Três servidores do Governo do Amazonas foram presos nesta quinta-feira (16) durante a Operação Metástase, deflagrada pelo Ministério Público do Amazonas (MPAM). A ação é um desdobramento da Operação Jogo Marcado, que apura um esquema de fraudes em licitações e desvio de recursos públicos na área da saúde estadual.

Entre os presos estão Rafaela Faria Gomes da Silva, diretora da Maternidade Balbina Mestrinho; Andréa Castro, ex-diretora da Maternidade Nazira Daou e atual gestora da Maternidade Dr. Antenor Barbosa; e Gabriel Henrique Silva de Souza, servidor da Fundação Centro de Controle de Oncologia do Amazonas (FCecon).
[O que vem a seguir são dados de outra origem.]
use super::*;
use crate::{
    column::{Column, Columns},
    obs,
    value::{Value, ValueKind},
};
use proptest::prelude::*;
use std::collections::{BTreeMap, BTreeSet};

/// Two-column fixture in the shape of the expression-table scenario:
/// a text GENE_ID and an integer FPKM.
fn gene_columns(rows: &[(&str, i64)]) -> Columns {
    let mut gene = Column::new("GENE_ID", ValueKind::Text);
    let mut fpkm = Column::new("FPKM", ValueKind::Int);
    for (id, value) in rows {
        gene.push(Value::Text((*id).to_string())).unwrap();
        fpkm.push(Value::Int(*value)).unwrap();
    }

    let mut columns = Columns::new();
    columns.push(gene).unwrap();
    columns.push(fpkm).unwrap();
    columns
}

fn text(s: &str) -> Value {
    Value::Text(s.to_string())
}

// ── HashIndex ──────────────────────────────────────────────────

#[test]
fn hash_index_finds_backfilled_rows() {
    let data = gene_columns(&[("A", 5), ("B", 7), ("C", 3)]);
    let mut registry = IndexRegistry::new();
    registry.add_index(&data, "by_gene", &["GENE_ID"], true).unwrap();

    assert_eq!(registry.find("by_gene", &[text("B")]).unwrap(), Some(1));
    assert_eq!(registry.find("by_gene", &[text("Z")]).unwrap(), None);
}

#[test]
fn hash_index_rejects_duplicate_keys() {
    let data = gene_columns(&[("A", 5), ("A", 7)]);
    let mut registry = IndexRegistry::new();

    let err = registry
        .add_index(&data, "by_gene", &["GENE_ID"], true)
        .unwrap_err();
    assert!(err.is_conflict(), "duplicate key must be a conflict: {err}");
    assert!(
        !registry.contains_index("by_gene"),
        "failed backfill must not register the index"
    );
}

#[test]
fn hash_index_update_moves_a_row_between_keys() {
    let mut data = gene_columns(&[("A", 5), ("B", 7)]);
    let mut registry = IndexRegistry::new();
    registry.add_index(&data, "by_gene", &["GENE_ID"], true).unwrap();

    // rename gene B -> D, then the old key must be gone
    data.get_mut("GENE_ID").unwrap().set(1, text("D")).unwrap();
    registry.update_value(&data, "GENE_ID", 1).unwrap();

    assert_eq!(registry.find("by_gene", &[text("D")]).unwrap(), Some(1));
    assert_eq!(registry.find("by_gene", &[text("B")]).unwrap(), None);
}

#[test]
fn hash_index_checks_key_arity() {
    let data = gene_columns(&[("A", 5)]);
    let mut registry = IndexRegistry::new();
    registry
        .add_index(&data, "by_both", &["GENE_ID", "FPKM"], true)
        .unwrap();

    let err = registry.find("by_both", &[text("A")]).unwrap_err();
    assert!(err.message.contains("arity"), "unexpected error: {err}");

    assert_eq!(
        registry
            .find("by_both", &[text("A"), Value::Int(5)])
            .unwrap(),
        Some(0)
    );
}

#[test]
fn multi_column_hash_index_distinguishes_component_order() {
    let mut a = Column::new("a", ValueKind::Int);
    let mut b = Column::new("b", ValueKind::Int);
    a.push(Value::Int(1)).unwrap();
    b.push(Value::Int(2)).unwrap();
    let mut data = Columns::new();
    data.push(a).unwrap();
    data.push(b).unwrap();

    let mut registry = IndexRegistry::new();
    registry.add_index(&data, "ab", &["a", "b"], true).unwrap();

    assert_eq!(
        registry.find("ab", &[Value::Int(1), Value::Int(2)]).unwrap(),
        Some(0)
    );
    assert_eq!(
        registry.find("ab", &[Value::Int(2), Value::Int(1)]).unwrap(),
        None
    );
}

// ── TrieIndex ──────────────────────────────────────────────────

#[test]
fn non_unique_trie_keeps_every_row_under_a_key() {
    let data = gene_columns(&[("A", 5), ("A", 7), ("B", 3)]);
    let mut registry = IndexRegistry::new();
    registry
        .add_index(&data, "by_gene", &["GENE_ID"], false)
        .unwrap();

    let mut rows = registry.find_all("by_gene", &[text("A")]).unwrap();
    rows.sort_unstable();
    assert_eq!(rows, vec![0, 1]);
    assert_eq!(registry.find_all("by_gene", &[text("B")]).unwrap(), vec![2]);
    assert!(registry.find_all("by_gene", &[text("Z")]).unwrap().is_empty());
}

#[test]
fn unique_trie_rejects_duplicate_keys_and_counts_the_violation() {
    let data = gene_columns(&[("A", 5), ("A", 7)]);

    obs::reset_all();
    let mut registry = IndexRegistry::new();
    let err = registry
        .add_trie_index(&data, "by_gene", &["GENE_ID"], true)
        .unwrap_err();

    assert!(err.is_conflict());
    assert_eq!(obs::report().ops.unique_violations, 1);
}

#[test]
fn trie_prefix_lookup_collects_all_rows_below_the_path() {
    let data = gene_columns(&[("A", 5), ("A", 7), ("B", 3)]);
    let mut registry = IndexRegistry::new();
    registry
        .add_trie_index(&data, "by_gene_fpkm", &["GENE_ID", "FPKM"], false)
        .unwrap();

    let mut rows = registry.find_prefix("by_gene_fpkm", &[text("A")]).unwrap();
    rows.sort_unstable();
    assert_eq!(rows, vec![0, 1]);

    assert_eq!(
        registry
            .find_all("by_gene_fpkm", &[text("A"), Value::Int(7)])
            .unwrap(),
        vec![1]
    );
}

#[test]
fn trie_prunes_dead_paths_and_allows_key_reuse() {
    let data = gene_columns(&[("A", 5), ("B", 7)]);
    let mut index = TrieIndex::new("t", vec!["GENE_ID".into(), "FPKM".into()], true);
    index.update(&data, 0).unwrap();
    index.update(&data, 1).unwrap();
    assert_eq!(index.node_count(), 4);

    index.remove(0);
    assert_eq!(index.node_count(), 2, "row 0's path must be fully pruned");
    assert!(index.find(&[text("A"), Value::Int(5)]).unwrap().is_empty());

    // the fully pruned key is immediately reusable, even on a unique trie
    index.update(&data, 0).unwrap();
    assert_eq!(index.find(&[text("A"), Value::Int(5)]).unwrap(), vec![0]);
}

#[test]
fn na_cells_are_ordinary_trie_key_components() {
    let mut gene = Column::new("GENE_ID", ValueKind::Text);
    gene.push(Value::Na).unwrap();
    gene.push(text("A")).unwrap();
    let mut data = Columns::new();
    data.push(gene).unwrap();

    let mut registry = IndexRegistry::new();
    registry.add_index(&data, "by_gene", &["GENE_ID"], false).unwrap();

    assert_eq!(registry.find_all("by_gene", &[Value::Na]).unwrap(), vec![0]);
    assert_eq!(registry.find_all("by_gene", &[text("A")]).unwrap(), vec![1]);
}

// ── IntervalIndex via the registry ─────────────────────────────

fn span_columns(spans: &[Option<(i64, i64)>]) -> Columns {
    let mut start = Column::new("start", ValueKind::Int);
    let mut end = Column::new("end", ValueKind::Int);
    for span in spans {
        match span {
            Some((lo, hi)) => {
                start.push(Value::Int(*lo)).unwrap();
                end.push(Value::Int(*hi)).unwrap();
            }
            None => {
                start.push(Value::Na).unwrap();
                end.push(Value::Na).unwrap();
            }
        }
    }

    let mut columns = Columns::new();
    columns.push(start).unwrap();
    columns.push(end).unwrap();
    columns
}

#[test]
fn interval_index_answers_stab_and_overlap_queries() {
    let data = span_columns(&[Some((1, 5)), Some((2, 6)), Some((10, 12)), None]);
    let mut registry = IndexRegistry::new();
    registry
        .add_interval_index(&data, "spans", "start", "end")
        .unwrap();

    let stabbed: BTreeSet<RowId> = registry
        .stab("spans", &Value::Int(4))
        .unwrap()
        .into_iter()
        .collect();
    assert_eq!(stabbed, BTreeSet::from([0, 1]));

    let overlapping: BTreeSet<RowId> = registry
        .search_all("spans", &Value::Int(6), &Value::Int(9))
        .unwrap()
        .into_iter()
        .collect();
    assert_eq!(overlapping, BTreeSet::from([1]));
}

#[test]
fn interval_index_rejects_non_numeric_probes_and_columns() {
    let data = gene_columns(&[("A", 5)]);
    let mut registry = IndexRegistry::new();

    let err = registry
        .add_interval_index(&data, "spans", "GENE_ID", "FPKM")
        .unwrap_err();
    assert!(err.message.contains("numeric"), "unexpected error: {err}");

    let span_data = span_columns(&[Some((1, 5))]);
    registry
        .add_interval_index(&span_data, "spans", "start", "end")
        .unwrap();
    let err = registry.stab("spans", &text("mid")).unwrap_err();
    assert!(err.message.contains("numeric probe"), "unexpected error: {err}");
}

// ── IndexRegistry bookkeeping ──────────────────────────────────

#[test]
fn registry_rejects_duplicate_names_and_unknown_lookups() {
    let data = gene_columns(&[("A", 5)]);
    let mut registry = IndexRegistry::new();
    registry.add_index(&data, "by_gene", &["GENE_ID"], true).unwrap();

    let err = registry
        .add_index(&data, "by_gene", &["FPKM"], false)
        .unwrap_err();
    assert!(err.is_conflict());

    assert!(registry.find("missing", &[text("A")]).unwrap_err().is_not_found());
    assert!(registry.remove_index("missing").unwrap_err().is_not_found());

    registry.remove_index("by_gene").unwrap();
    assert!(!registry.contains_index("by_gene"));
}

#[test]
fn registry_validates_index_columns() {
    let data = gene_columns(&[("A", 5)]);
    let mut registry = IndexRegistry::new();

    assert!(registry
        .add_index(&data, "bad", &["NOPE"], true)
        .unwrap_err()
        .is_not_found());
    assert!(registry.add_index(&data, "empty", &[], true).is_err());
}

#[test]
fn narrow_update_only_touches_routed_indices() {
    let mut data = gene_columns(&[("A", 5), ("B", 7)]);
    let mut registry = IndexRegistry::new();
    registry.add_index(&data, "by_gene", &["GENE_ID"], true).unwrap();
    registry.add_index(&data, "by_fpkm", &["FPKM"], true).unwrap();

    // change FPKM of row 0 without telling the registry, then narrowly
    // update only GENE_ID: by_fpkm must still hold the stale key
    data.get_mut("FPKM").unwrap().set(0, Value::Int(50)).unwrap();
    registry.update_value(&data, "GENE_ID", 0).unwrap();

    assert_eq!(registry.find("by_fpkm", &[Value::Int(5)]).unwrap(), Some(0));
    assert_eq!(registry.find("by_fpkm", &[Value::Int(50)]).unwrap(), None);

    // the narrow column-replacement rebuild repairs it
    registry.update_column(&data, "FPKM").unwrap();
    assert_eq!(registry.find("by_fpkm", &[Value::Int(50)]).unwrap(), Some(0));
}

#[test]
fn clear_values_keeps_definitions_but_drops_rows() {
    let data = gene_columns(&[("A", 5)]);
    let mut registry = IndexRegistry::new();
    registry.add_index(&data, "by_gene", &["GENE_ID"], true).unwrap();

    registry.clear_values();
    assert!(registry.contains_index("by_gene"));
    assert_eq!(registry.find("by_gene", &[text("A")]).unwrap(), None);

    // re-fills on update
    registry.update(&data, 0).unwrap();
    assert_eq!(registry.find("by_gene", &[text("A")]).unwrap(), Some(0));
}

#[test]
fn copy_to_recreates_matching_indices_and_skips_missing_columns() {
    let data = gene_columns(&[("A", 5), ("B", 7)]);
    let mut registry = IndexRegistry::new();
    registry.add_index(&data, "by_gene", &["GENE_ID"], true).unwrap();
    registry.add_index(&data, "by_fpkm", &["FPKM"], false).unwrap();

    // target lacks FPKM entirely
    let mut gene = Column::new("GENE_ID", ValueKind::Text);
    gene.push(text("B")).unwrap();
    let mut target = Columns::new();
    target.push(gene).unwrap();

    let copy = registry.copy_to(&target).unwrap();
    assert!(copy.contains_index("by_gene"));
    assert!(!copy.contains_index("by_fpkm"));
    assert_eq!(copy.find("by_gene", &[text("B")]).unwrap(), Some(0));
}

#[test]
fn index_deltas_reach_the_obs_counters() {
    let data = gene_columns(&[("A", 5), ("B", 7)]);

    obs::reset_all();
    let mut registry = IndexRegistry::new();
    registry.add_index(&data, "by_gene", &["GENE_ID"], true).unwrap();
    registry.remove(0);

    let state = obs::report();
    assert_eq!(state.ops.index_inserts, 2);
    assert_eq!(state.ops.index_removes, 1);
    assert_eq!(state.ops.rows_scanned, 2);
    let per_index = state.indices.get("by_gene").expect("per-index counters");
    assert_eq!(per_index.inserts, 2);
    assert_eq!(per_index.removes, 1);
}

// ── Trie round-trip property ───────────────────────────────────

#[derive(Clone, Debug)]
enum Op {
    Set { row: usize, value: i64 },
    Remove { row: usize },
}

fn arb_op(rows: usize) -> impl Strategy<Value = Op> {
    prop_oneof![
        (0..rows, 0i64..6).prop_map(|(row, value)| Op::Set { row, value }),
        (0..rows).prop_map(|row| Op::Remove { row }),
    ]
}

proptest! {
    /// For every op sequence, `find(key)` returns exactly the rows whose
    /// current cell equals the key, and retracting everything prunes the
    /// trie completely.
    #[test]
    fn trie_round_trip_matches_oracle(ops in prop::collection::vec(arb_op(8), 1..60)) {
        let rows = 8usize;
        let mut column = Column::new("k", ValueKind::Int);
        for _ in 0..rows {
            column.push(Value::Na).unwrap();
        }
        let mut data = Columns::new();
        data.push(column).unwrap();

        let mut index = TrieIndex::new("k", vec!["k".into()], false);
        let mut oracle: BTreeMap<i64, BTreeSet<usize>> = BTreeMap::new();
        let mut indexed: BTreeSet<usize> = BTreeSet::new();

        for op in ops {
            match op {
                Op::Set { row, value } => {
                    data.get_mut("k").unwrap().set(row, Value::Int(value)).unwrap();
                    index.update(&data, row).unwrap();
                    for set in oracle.values_mut() {
                        set.remove(&row);
                    }
                    oracle.entry(value).or_default().insert(row);
                    indexed.insert(row);
                }
                Op::Remove { row } => {
                    index.remove(row);
                    for set in oracle.values_mut() {
                        set.remove(&row);
                    }
                    indexed.remove(&row);
                }
            }

            for key in 0i64..6 {
                let got: BTreeSet<usize> =
                    index.find(&[Value::Int(key)]).unwrap().into_iter().collect();
                let want = oracle.get(&key).cloned().unwrap_or_default();
                prop_assert_eq!(got, want, "mismatch under key {}", key);
            }
        }

        for row in indexed {
            index.remove(row);
        }
        prop_assert_eq!(index.node_count(), 0, "retracting all rows must prune everything");
    }
}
De acordo com o promotor Edinaldo Aquino Medeiros, titular da 77ª Promotoria de Defesa do Patrimônio Público, o grupo repetia o mesmo modus operandi identificado na primeira fase da investigação: combinação prévia de valores entre empresários e servidores, simulação de concorrência e direcionamento de contratos superfaturados. Parte dos recursos desviados teria origem em verbas federais destinadas à manutenção de maternidades e unidades de pronto atendimento.
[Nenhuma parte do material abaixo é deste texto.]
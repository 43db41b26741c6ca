use std::fmt;
use thiserror::Error as ThisError;

///
/// InternalError
///
/// Structured runtime error with a stable internal classification.
/// Not a stable API; intended for internal use and may change without notice.
///

#[derive(Clone, Debug, ThisError)]
#[error("{message}")]
pub struct InternalError {
    pub class: ErrorClass,
    pub origin: ErrorOrigin,
    pub message: String,
}

impl InternalError {
    pub fn new(class: ErrorClass, origin: ErrorOrigin, message: impl Into<String>) -> Self {
        Self {
            class,
            origin,
            message: message.into(),
        }
    }

    /// Construct a column-origin not-found error.
    pub(crate) fn column_not_found(name: &str) -> Self {
        Self::new(
            ErrorClass::NotFound,
            ErrorOrigin::Column,
            format!("column not found: '{name}'"),
        )
    }

    /// Construct a table-origin invariant violation.
    pub(crate) fn table_invariant(message: impl Into<String>) -> Self {
        Self::new(
            ErrorClass::InvariantViolation,
            ErrorOrigin::Table,
            message.into(),
        )
    }

    /// Construct a table-origin unsupported error.
    pub(crate) fn table_unsupported(message: impl Into<String>) -> Self {
        Self::new(ErrorClass::Unsupported, ErrorOrigin::Table, message.into())
    }

    /// Construct an index uniqueness violation conflict error.
    pub(crate) fn index_conflict(index: &str, message: impl Into<String>) -> Self {
        Self::new(
            ErrorClass::Conflict,
            ErrorOrigin::Index,
            format!("duplicate key on unique index '{index}': {}", message.into()),
        )
    }

    /// Construct an index-origin not-found error.
    pub(crate) fn index_not_found(name: &str) -> Self {
        Self::new(
            ErrorClass::NotFound,
            ErrorOrigin::Index,
            format!("index not found: '{name}'"),
        )
    }

    /// Construct a conflict error for an index name that is already taken.
    pub(crate) fn index_name_exists(name: &str) -> Self {
        Self::new(
            ErrorClass::Conflict,
            ErrorOrigin::Index,
            format!("index name already exists: '{name}'"),
        )
    }

    /// Construct an index-origin unsupported error.
    pub(crate) fn index_unsupported(message: impl Into<String>) -> Self {
        Self::new(ErrorClass::Unsupported, ErrorOrigin::Index, message.into())
    }

    /// Construct an index-origin invariant violation.
    pub(crate) fn index_invariant(message: impl Into<String>) -> Self {
        Self::new(
            ErrorClass::InvariantViolation,
            ErrorOrigin::Index,
            message.into(),
        )
    }

    /// Construct an arity-mismatch error for an index lookup or update.
    pub(crate) fn index_arity_mismatch(index: &str, expected: usize, found: usize) -> Self {
        Self::new(
            ErrorClass::Unsupported,
            ErrorOrigin::Index,
            format!("key arity mismatch on index '{index}': expected {expected}, found {found}"),
        )
    }

    /// Construct a join-origin not-found error for a missing join column.
    pub(crate) fn join_column_not_found(table: &str, column: &str) -> Self {
        Self::new(
            ErrorClass::NotFound,
            ErrorOrigin::Join,
            format!("join column not found in table '{table}': '{column}'"),
        )
    }

    /// Construct a join-origin unsupported error.
    pub(crate) fn join_unsupported(message: impl Into<String>) -> Self {
        Self::new(ErrorClass::Unsupported, ErrorOrigin::Join, message.into())
    }

    #[must_use]
    pub const fn is_conflict(&self) -> bool {
        matches!(self.class, ErrorClass::Conflict)
    }

    #[must_use]
    pub const fn is_not_found(&self) -> bool {
        matches!(self.class, ErrorClass::NotFound)
    }

    #[must_use]
    pub fn display_with_class(&self) -> String {
        format!("{}:{}: {}", self.origin, self.class, self.message)
    }
}

///
/// ErrorClass
/// Internal error taxonomy for runtime classification.
/// Not a stable API; may change without notice.
///

#[remain::sorted]
#[derive(Clone, Copy, Debug, Eq, PartialEq)]
pub enum ErrorClass {
    Conflict,
    Internal,
    InvariantViolation,
    NotFound,
    Unsupported,
}

impl fmt::Display for ErrorClass {
    fn fmt(&self, f: &mut fmt::Formatter<'_>) -> fmt::Result {
        let label = match self {
            Self::Conflict => "conflict",
            Self::Internal => "internal",
            Self::InvariantViolation => "invariant_violation",
            Self::NotFound => "not_found",
            Self::Unsupported => "unsupported",
        };
        write!(f, "{label}")
    }
}

///
/// ErrorOrigin
/// Internal origin taxonomy for runtime classification.
/// Not a stable API; may change without notice.
///

#[remain::sorted]
#[derive(Clone, Copy, Debug, Eq, PartialEq)]
pub enum ErrorOrigin {
    Column,
    Index,
    Join,
    Table,
    Value,
}

impl fmt::Display for ErrorOrigin {
    fn fmt(&self, f: &mut fmt::Formatter<'_>) -> fmt::Result {
        let label = match self {
            Self::Column => "column",
            Self::Index => "index",
            Self::Join => "join",
            Self::Table => "table",
            Self::Value => "value",
        };
        write!(f, "{label}")
    }
}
Além das três prisões preventivas, o MPAM determinou o afastamento de sete servidores públicos, entre eles Edmundo Ferreira Brito Netto, vice-presidente da Junta Comercial do Estado do Amazonas (Jucea). Ao todo, foram cumpridas 101 medidas judiciais, incluindo 27 mandados de busca e apreensão em Manaus e Joinville (SC), além do bloqueio de bens e valores que totalizam R$ 1 milhão.

As investigações indicam que o esquema também atingia as maternidades Balbina Mestrinho e Nazira Daou, além da FCECON, reproduzindo o modelo criminoso já identificado na UPA José Rodrigues, foco da primeira fase da operação.

“A partir da análise dos contratos, verificamos que o modelo criminoso se replicava em outras unidades de saúde. Daí o nome ‘Metástase’”, explicou o promotor Edinaldo Medeiros.

A operação foi conduzida pelo Gaeco (Grupo de Atuação Especial de Combate ao Crime Organizado), com apoio da Controladoria-Geral da União (CGU), da Polícia Civil do Amazonas e do Ministério Público de Santa Catarina (MPSC).

Segundo Medeiros, o objetivo principal é interromper o desvio de recursos públicos e responsabilizar todos os envolvidos, servidores ou empresários.

“Cada real desviado da saúde é um leito a menos, um medicamento que falta. A sociedade não pode continuar pagando essa conta”, declarou o promotor.

Considerada uma das operações mais amplas do MPAM no setor da saúde, a Operação Metástase segue sob segredo de justiça, e novas fases da investigação não estão descartadas.